▼

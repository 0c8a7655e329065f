//! # Broker：按配置装配的代理实例
//!
//! ## 核心意图（Why）
//! - 把命名空间、观察者登记表、分发器与资源目录按 [`BrokerConfig`] 一次性装配好，
//!   传输层只需面对 [`Broker::receive_request`] 与 [`Broker::connection_lost`] 两个入口；
//! - 目录条目过期后，同时回收命名空间中的 `rd/<ep>` 入口并通知其观察者；
//!   清扫与重新注册并发时，摘除前在命名空间写锁内复核目录，仍存活的注册保留原节点。
//!
//! ## 装配顺序（How）
//! 1. 校验配置并得到规范化的分发参数；
//! 2. 逐段创建主题前缀（末段标注 `rt="core.ps"`）；
//! 3. 目录启用时挂载 `rd`、`rd-lookup` 系列资源；
//! 4. 构造分发器，注入出站通道。

use std::{borrow::ToOwned, sync::Arc};

use crate::{
    applications::{
        clock::{Clock, SystemClock},
        directory::{DirectoryService, registration_location},
        eviction::{EvictionHandle, ExpirySweep, spawn_eviction},
        rd,
        store::{DirectoryStore, InMemoryDirectoryStore},
    },
    config::BrokerConfig,
    core::{
        dispatcher::RequestDispatcher,
        message::{Transaction, TransactionId},
        namespace::{ResourceDescriptor, ResourceNamespace},
        observe::ObserverRegistry,
        outbound::DatagramSink,
        path::{self, ROOT},
    },
    error::{BrokerError, ConfigError},
};

/// 代理实例。
#[derive(Debug)]
pub struct Broker {
    config: BrokerConfig,
    dispatcher: RequestDispatcher,
    directory: Option<Arc<DirectoryService>>,
}

impl Broker {
    /// 以内存目录存储与宿主时钟装配。
    pub fn new(config: BrokerConfig, sink: Arc<dyn DatagramSink>) -> Result<Self, ConfigError> {
        Self::with_components(
            config,
            sink,
            Arc::new(InMemoryDirectoryStore::new()),
            Arc::new(SystemClock),
        )
    }

    /// 注入目录存储与时钟装配，测试以此替换时间轴。
    pub fn with_components(
        config: BrokerConfig,
        sink: Arc<dyn DatagramSink>,
        store: Arc<dyn DirectoryStore>,
        clock: Arc<dyn Clock>,
    ) -> Result<Self, ConfigError> {
        config.validate()?;
        let settings = config.dispatch_settings()?;
        let namespace = Arc::new(ResourceNamespace::new());
        create_prefix(&namespace, &settings.topic_prefix).map_err(|err| ConfigError::Invalid {
            key: "broker.topic_prefix",
            detail: err.to_string(),
        })?;

        let directory = if config.directory.enabled {
            let directory = Arc::new(DirectoryService::new(store, clock, config.directory.settings()));
            rd::install(&namespace, &directory).map_err(|err| ConfigError::Invalid {
                key: "broker.topic_prefix",
                detail: format!("resource directory cannot be mounted: {err}"),
            })?;
            Some(directory)
        } else {
            None
        };

        tracing::info!(
            topic_prefix = %settings.topic_prefix,
            discovery_path = %settings.discovery_path,
            directory = directory.is_some(),
            "broker assembled"
        );
        let dispatcher = RequestDispatcher::new(
            namespace,
            Arc::new(ObserverRegistry::new()),
            sink,
            settings,
        );
        Ok(Self {
            config,
            dispatcher,
            directory,
        })
    }

    /// 传输层入口：每条入站请求调用一次。
    pub fn receive_request(&self, transaction: Transaction) -> Transaction {
        self.dispatcher.receive_request(transaction)
    }

    /// 连接丢失：移除该事务的全部观察关系，返回移除条数。
    pub fn connection_lost(&self, transaction: TransactionId) -> usize {
        self.dispatcher.observers().unregister(transaction)
    }

    pub fn config(&self) -> &BrokerConfig {
        &self.config
    }

    pub fn namespace(&self) -> &Arc<ResourceNamespace> {
        self.dispatcher.namespace()
    }

    pub fn observers(&self) -> &Arc<ObserverRegistry> {
        self.dispatcher.observers()
    }

    pub fn directory(&self) -> Option<&Arc<DirectoryService>> {
        self.directory.as_ref()
    }

    /// 清除过期注册并摘除对应的 `rd/<ep>` 资源，返回清除的注册数。
    pub fn evict_expired(&self) -> usize {
        let Some(directory) = &self.directory else {
            return 0;
        };
        let evicted = directory.evict_expired();
        for endpoint in &evicted {
            self.retire_registration(directory, endpoint);
        }
        evicted.len()
    }

    /// 摘除 `rd/<ep>` 节点，前提是目录里已查不到该终端。
    ///
    /// - **前置条件**：`endpoint` 刚被目录清扫移除；
    /// - **后置条件**：复核在命名空间写锁内完成；此刻终端已重新注册则节点与观察者原样保留，
    ///   否则节点被摘除，观察者收到 4.04 通知。返回是否摘除。
    fn retire_registration(&self, directory: &DirectoryService, endpoint: &str) -> bool {
        let location = format!("/{}", registration_location(endpoint));
        match self
            .dispatcher
            .detach_if(&location, |_| directory.lookup_by_endpoint(endpoint).is_err())
        {
            Ok(notified) => {
                tracing::debug!(endpoint, notified, "registration resource removed after expiry");
                true
            }
            Err(BrokerError::Conflict { .. }) => {
                tracing::debug!(endpoint, "endpoint re-registered during sweep, resource kept");
                false
            }
            Err(BrokerError::NotFound { .. }) => false,
            Err(err) => {
                tracing::warn!(endpoint, error = %err, "failed to remove expired registration resource");
                false
            }
        }
    }

    /// 启动周期清扫；目录未启用时返回 `None`。须在 Tokio 运行时内调用。
    pub fn spawn_eviction(self: &Arc<Self>) -> Option<EvictionHandle> {
        self.directory.as_ref()?;
        Some(spawn_eviction(
            Arc::clone(self),
            self.config.directory.eviction_interval(),
        ))
    }
}

impl ExpirySweep for Broker {
    fn sweep(&self) -> usize {
        self.evict_expired()
    }
}

/// 逐段补齐前缀路径；末段标注为发布订阅入口。
fn create_prefix(namespace: &ResourceNamespace, prefix: &str) -> Result<(), BrokerError> {
    let mut parent = ROOT.to_owned();
    let mut segments = prefix.trim_start_matches('/').split('/').peekable();
    while let Some(segment) = segments.next() {
        let mut descriptor = ResourceDescriptor::topic();
        if segments.peek().is_none() {
            descriptor = descriptor.with_resource_type("core.ps");
        }
        namespace.insert_or_get(&parent, segment, descriptor)?;
        parent = path::join(&parent, segment);
    }
    Ok(())
}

▲

_Task objective_.
Read through the data and copy every line where "ExpirySweep" shows up.

_Reply to the exercise_.
        eviction::{EvictionHandle, ExpirySweep, spawn_eviction},
impl ExpirySweep for Broker {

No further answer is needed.